* **DIRECTIONS**:
In the data below, find the line containing "repository 299ba9cd59f34cb2", then set down that line and every later line up to and including the line containing "use crate::domain::availability::LedgerSnapshot;", exactly.

* **RECORD EXTRACTS**:
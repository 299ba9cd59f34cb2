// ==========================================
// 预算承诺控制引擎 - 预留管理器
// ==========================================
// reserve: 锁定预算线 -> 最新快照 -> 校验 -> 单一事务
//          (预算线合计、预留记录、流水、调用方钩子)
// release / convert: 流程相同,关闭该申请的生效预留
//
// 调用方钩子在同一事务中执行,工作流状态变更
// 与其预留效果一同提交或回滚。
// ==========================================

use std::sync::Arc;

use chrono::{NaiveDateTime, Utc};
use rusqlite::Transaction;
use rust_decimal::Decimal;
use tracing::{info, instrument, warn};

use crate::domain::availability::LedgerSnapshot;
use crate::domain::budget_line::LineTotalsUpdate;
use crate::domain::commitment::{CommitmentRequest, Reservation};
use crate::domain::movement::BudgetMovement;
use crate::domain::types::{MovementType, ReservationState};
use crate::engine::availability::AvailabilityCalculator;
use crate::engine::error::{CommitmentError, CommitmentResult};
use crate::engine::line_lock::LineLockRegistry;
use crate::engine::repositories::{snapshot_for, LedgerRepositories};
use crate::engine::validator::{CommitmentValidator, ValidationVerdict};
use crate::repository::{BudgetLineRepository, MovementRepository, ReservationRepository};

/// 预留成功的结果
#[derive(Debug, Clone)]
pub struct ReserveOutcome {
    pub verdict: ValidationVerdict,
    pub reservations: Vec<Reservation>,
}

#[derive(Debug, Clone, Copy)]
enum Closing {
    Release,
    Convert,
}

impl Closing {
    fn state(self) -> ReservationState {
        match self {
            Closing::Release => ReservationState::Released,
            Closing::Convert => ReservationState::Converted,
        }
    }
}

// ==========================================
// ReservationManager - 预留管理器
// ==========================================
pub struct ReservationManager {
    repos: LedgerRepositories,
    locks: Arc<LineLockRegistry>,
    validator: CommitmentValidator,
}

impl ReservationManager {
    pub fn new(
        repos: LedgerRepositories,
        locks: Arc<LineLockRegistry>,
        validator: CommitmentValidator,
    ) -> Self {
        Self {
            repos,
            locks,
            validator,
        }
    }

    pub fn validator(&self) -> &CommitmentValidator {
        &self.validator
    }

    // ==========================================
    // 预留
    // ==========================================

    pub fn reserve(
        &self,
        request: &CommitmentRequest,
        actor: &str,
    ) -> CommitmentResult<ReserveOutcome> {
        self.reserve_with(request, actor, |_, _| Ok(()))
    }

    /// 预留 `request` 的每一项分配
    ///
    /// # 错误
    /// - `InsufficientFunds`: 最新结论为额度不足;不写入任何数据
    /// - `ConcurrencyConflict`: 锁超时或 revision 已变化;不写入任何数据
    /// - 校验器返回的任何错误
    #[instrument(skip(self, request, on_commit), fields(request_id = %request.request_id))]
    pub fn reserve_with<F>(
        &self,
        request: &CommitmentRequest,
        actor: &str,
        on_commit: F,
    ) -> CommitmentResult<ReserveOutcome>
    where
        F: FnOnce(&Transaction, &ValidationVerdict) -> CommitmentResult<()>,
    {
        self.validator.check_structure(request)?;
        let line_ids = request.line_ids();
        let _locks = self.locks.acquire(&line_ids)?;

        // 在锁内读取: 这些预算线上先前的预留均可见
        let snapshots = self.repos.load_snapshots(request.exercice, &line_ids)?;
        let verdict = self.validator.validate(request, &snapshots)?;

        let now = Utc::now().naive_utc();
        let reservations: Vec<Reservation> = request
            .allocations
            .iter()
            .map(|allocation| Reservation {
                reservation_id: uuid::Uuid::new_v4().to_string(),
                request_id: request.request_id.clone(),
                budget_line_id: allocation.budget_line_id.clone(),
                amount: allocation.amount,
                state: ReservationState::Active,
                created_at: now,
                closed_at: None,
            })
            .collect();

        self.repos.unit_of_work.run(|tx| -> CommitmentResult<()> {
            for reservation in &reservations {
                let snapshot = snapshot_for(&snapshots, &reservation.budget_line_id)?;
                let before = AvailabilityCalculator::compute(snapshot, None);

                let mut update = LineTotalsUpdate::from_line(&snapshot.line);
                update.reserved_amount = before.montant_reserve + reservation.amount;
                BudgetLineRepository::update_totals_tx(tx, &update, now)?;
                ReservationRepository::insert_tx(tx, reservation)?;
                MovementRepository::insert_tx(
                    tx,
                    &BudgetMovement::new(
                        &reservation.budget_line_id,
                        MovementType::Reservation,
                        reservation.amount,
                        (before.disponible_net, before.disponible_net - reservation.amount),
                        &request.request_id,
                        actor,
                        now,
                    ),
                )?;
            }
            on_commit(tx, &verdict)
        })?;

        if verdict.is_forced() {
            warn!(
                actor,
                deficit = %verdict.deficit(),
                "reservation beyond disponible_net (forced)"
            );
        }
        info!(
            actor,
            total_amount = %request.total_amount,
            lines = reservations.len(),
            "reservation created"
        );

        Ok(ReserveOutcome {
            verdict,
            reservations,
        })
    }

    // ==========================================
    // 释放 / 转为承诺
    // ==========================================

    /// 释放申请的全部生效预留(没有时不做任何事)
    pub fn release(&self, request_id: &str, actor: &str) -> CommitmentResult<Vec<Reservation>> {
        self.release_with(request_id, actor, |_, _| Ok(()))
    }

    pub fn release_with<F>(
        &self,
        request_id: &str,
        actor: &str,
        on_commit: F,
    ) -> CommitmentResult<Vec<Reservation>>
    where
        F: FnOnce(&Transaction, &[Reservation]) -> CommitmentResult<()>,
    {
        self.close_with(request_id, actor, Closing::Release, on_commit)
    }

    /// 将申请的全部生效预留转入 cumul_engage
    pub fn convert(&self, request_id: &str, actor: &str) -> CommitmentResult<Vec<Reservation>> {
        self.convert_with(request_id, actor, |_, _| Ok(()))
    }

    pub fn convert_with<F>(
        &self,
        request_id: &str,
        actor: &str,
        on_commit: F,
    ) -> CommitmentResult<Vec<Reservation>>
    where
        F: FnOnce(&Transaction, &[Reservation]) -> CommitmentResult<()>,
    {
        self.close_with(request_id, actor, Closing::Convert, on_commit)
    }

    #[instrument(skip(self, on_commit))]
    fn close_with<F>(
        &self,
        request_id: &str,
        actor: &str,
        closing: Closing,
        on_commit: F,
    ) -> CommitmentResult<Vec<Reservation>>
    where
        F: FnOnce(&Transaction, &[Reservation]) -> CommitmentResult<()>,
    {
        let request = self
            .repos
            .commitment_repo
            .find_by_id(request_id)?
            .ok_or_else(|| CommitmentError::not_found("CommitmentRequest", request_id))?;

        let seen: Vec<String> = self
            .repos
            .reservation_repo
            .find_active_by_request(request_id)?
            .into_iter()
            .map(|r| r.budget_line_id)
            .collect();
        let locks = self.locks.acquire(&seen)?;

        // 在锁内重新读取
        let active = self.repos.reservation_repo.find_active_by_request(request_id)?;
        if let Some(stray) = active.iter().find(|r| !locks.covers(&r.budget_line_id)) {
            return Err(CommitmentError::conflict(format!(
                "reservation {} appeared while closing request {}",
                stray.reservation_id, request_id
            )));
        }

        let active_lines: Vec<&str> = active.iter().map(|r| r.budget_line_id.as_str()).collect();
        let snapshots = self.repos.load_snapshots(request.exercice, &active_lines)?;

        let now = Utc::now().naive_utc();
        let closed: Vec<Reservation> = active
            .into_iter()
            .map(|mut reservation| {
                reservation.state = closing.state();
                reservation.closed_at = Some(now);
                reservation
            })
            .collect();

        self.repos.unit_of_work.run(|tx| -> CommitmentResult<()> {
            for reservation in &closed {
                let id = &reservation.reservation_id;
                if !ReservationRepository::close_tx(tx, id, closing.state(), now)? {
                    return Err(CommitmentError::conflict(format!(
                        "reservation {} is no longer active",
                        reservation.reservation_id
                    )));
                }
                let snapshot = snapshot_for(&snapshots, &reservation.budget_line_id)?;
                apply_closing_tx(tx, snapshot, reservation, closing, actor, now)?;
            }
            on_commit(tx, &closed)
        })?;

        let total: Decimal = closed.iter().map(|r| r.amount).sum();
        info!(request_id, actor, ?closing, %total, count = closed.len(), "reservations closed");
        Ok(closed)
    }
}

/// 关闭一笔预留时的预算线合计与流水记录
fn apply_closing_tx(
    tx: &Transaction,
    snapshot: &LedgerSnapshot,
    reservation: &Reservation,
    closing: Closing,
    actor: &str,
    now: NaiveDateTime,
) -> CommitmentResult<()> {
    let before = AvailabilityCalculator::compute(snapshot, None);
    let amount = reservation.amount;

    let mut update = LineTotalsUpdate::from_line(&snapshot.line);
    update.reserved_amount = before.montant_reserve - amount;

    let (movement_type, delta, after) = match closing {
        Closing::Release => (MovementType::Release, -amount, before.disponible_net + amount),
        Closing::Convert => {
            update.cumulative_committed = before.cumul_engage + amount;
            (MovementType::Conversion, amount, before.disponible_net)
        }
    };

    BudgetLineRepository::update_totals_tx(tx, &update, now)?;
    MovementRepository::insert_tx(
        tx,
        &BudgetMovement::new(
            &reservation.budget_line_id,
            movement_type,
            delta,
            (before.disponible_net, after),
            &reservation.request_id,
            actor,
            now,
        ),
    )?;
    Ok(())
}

==

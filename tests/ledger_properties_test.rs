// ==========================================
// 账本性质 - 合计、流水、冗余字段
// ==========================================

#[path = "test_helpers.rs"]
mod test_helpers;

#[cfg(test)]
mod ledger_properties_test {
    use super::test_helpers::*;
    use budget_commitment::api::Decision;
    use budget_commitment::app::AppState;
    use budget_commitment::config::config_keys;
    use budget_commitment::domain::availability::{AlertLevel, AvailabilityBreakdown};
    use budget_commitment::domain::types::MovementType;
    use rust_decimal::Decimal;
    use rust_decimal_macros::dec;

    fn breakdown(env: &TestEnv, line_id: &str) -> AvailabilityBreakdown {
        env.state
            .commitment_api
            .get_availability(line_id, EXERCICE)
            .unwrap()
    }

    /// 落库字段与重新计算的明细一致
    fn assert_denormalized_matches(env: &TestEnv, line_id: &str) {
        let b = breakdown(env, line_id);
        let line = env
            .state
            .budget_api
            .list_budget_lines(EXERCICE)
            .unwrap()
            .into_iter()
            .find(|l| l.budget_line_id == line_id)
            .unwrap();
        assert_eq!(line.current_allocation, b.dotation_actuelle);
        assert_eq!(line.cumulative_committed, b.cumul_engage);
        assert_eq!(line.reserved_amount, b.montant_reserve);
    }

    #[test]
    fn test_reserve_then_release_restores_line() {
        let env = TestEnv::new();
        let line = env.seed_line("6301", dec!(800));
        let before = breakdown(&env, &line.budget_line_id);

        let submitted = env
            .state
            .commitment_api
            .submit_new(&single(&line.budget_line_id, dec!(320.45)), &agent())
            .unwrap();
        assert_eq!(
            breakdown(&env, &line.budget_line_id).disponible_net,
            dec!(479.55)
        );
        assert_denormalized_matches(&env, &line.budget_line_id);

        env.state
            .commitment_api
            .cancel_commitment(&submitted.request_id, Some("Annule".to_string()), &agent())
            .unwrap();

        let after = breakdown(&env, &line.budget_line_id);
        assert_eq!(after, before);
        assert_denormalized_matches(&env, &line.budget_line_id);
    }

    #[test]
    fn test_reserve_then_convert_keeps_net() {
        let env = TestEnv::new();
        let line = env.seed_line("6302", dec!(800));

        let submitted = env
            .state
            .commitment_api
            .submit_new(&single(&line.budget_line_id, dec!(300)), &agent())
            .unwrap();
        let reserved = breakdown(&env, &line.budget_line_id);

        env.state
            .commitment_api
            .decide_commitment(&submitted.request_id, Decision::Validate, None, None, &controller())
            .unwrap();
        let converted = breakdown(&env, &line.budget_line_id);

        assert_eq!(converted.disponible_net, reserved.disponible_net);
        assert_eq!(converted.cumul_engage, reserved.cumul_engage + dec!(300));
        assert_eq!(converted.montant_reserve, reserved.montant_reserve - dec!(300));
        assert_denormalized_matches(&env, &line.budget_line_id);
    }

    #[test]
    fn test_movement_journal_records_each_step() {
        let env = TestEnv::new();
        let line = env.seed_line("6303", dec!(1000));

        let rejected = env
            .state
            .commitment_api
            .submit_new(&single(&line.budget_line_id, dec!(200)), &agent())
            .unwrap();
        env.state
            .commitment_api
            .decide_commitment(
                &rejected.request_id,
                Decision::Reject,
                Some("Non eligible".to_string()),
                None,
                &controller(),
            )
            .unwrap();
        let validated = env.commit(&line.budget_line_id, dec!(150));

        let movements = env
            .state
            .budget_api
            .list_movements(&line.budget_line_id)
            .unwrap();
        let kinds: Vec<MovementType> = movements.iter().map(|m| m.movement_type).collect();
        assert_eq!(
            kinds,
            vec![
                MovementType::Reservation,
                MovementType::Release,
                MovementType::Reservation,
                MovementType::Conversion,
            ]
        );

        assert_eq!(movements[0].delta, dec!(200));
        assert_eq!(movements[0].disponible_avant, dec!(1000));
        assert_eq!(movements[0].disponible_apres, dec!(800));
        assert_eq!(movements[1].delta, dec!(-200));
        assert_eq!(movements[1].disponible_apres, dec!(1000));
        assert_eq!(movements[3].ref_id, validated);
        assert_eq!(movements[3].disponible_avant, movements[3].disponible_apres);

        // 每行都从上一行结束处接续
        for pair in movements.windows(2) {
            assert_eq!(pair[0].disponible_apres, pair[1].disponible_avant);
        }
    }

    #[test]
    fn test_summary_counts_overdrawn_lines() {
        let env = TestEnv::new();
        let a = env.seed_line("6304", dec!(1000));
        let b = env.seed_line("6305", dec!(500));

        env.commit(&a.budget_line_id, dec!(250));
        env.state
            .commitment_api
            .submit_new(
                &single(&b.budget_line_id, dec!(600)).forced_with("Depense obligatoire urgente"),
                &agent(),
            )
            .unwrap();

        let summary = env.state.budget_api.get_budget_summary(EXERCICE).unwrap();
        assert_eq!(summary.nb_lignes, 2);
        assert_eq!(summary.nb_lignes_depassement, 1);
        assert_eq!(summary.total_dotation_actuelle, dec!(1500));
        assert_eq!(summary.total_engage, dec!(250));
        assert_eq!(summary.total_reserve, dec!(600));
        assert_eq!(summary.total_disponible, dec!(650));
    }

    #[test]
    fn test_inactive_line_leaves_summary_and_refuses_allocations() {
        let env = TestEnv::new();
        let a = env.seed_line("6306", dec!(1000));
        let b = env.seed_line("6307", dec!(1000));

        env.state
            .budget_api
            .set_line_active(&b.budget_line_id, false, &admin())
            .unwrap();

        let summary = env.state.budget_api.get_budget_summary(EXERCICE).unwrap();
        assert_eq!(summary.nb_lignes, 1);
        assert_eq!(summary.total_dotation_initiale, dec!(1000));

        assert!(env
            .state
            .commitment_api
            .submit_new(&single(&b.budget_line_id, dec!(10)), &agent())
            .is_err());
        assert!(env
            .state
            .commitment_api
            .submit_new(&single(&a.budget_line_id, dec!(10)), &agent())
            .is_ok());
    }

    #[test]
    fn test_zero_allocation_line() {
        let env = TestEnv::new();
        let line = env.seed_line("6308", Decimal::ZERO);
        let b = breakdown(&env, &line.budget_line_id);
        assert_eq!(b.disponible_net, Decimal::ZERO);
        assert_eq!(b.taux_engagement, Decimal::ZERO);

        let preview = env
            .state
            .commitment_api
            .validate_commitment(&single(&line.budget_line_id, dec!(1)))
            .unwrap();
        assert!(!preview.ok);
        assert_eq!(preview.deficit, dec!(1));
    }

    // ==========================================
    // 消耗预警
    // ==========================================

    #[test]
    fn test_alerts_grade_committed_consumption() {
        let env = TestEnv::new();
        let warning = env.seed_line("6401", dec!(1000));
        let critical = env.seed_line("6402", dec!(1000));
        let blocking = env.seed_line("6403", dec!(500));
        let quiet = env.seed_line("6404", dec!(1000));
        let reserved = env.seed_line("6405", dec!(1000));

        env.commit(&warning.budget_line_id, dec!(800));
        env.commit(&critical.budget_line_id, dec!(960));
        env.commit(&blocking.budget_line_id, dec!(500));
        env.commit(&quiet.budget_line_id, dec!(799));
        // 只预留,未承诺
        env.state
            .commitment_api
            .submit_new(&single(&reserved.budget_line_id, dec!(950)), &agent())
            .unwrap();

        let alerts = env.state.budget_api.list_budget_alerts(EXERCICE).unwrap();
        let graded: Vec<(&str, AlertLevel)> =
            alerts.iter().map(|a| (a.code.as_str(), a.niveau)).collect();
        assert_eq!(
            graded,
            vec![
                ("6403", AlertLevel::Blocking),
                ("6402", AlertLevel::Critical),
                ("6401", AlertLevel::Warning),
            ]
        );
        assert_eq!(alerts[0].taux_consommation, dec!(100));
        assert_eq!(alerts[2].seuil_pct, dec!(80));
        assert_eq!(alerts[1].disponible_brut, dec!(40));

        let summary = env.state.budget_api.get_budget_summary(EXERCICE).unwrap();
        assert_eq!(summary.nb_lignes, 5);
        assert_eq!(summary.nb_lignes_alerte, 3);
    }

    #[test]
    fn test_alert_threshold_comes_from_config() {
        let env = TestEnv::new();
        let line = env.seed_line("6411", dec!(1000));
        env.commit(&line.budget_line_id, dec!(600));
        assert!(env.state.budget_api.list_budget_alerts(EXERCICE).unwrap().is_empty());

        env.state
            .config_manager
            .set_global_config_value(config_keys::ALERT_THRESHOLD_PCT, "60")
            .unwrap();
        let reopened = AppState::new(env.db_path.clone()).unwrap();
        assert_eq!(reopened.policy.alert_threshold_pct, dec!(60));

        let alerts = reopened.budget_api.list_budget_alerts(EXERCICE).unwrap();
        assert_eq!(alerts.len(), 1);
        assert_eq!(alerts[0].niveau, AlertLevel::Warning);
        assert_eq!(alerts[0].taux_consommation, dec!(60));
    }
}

* **EXERCISE ANSWER**:
repository 299ba9cd59f34cb2
// ==========================================
// 预算承诺控制引擎 - 预留管理器
// ==========================================
// reserve: 锁定预算线 -> 最新快照 -> 校验 -> 单一事务
//          (预算线合计、预留记录、流水、调用方钩子)
// release / convert: 流程相同,关闭该申请的生效预留
//
// 调用方钩子在同一事务中执行,工作流状态变更
// 与其预留效果一同提交或回滚。
// ==========================================

use std::sync::Arc;

use chrono::{NaiveDateTime, Utc};
use rusqlite::Transaction;
use rust_decimal::Decimal;
use tracing::{info, instrument, warn};

use crate::domain::availability::LedgerSnapshot;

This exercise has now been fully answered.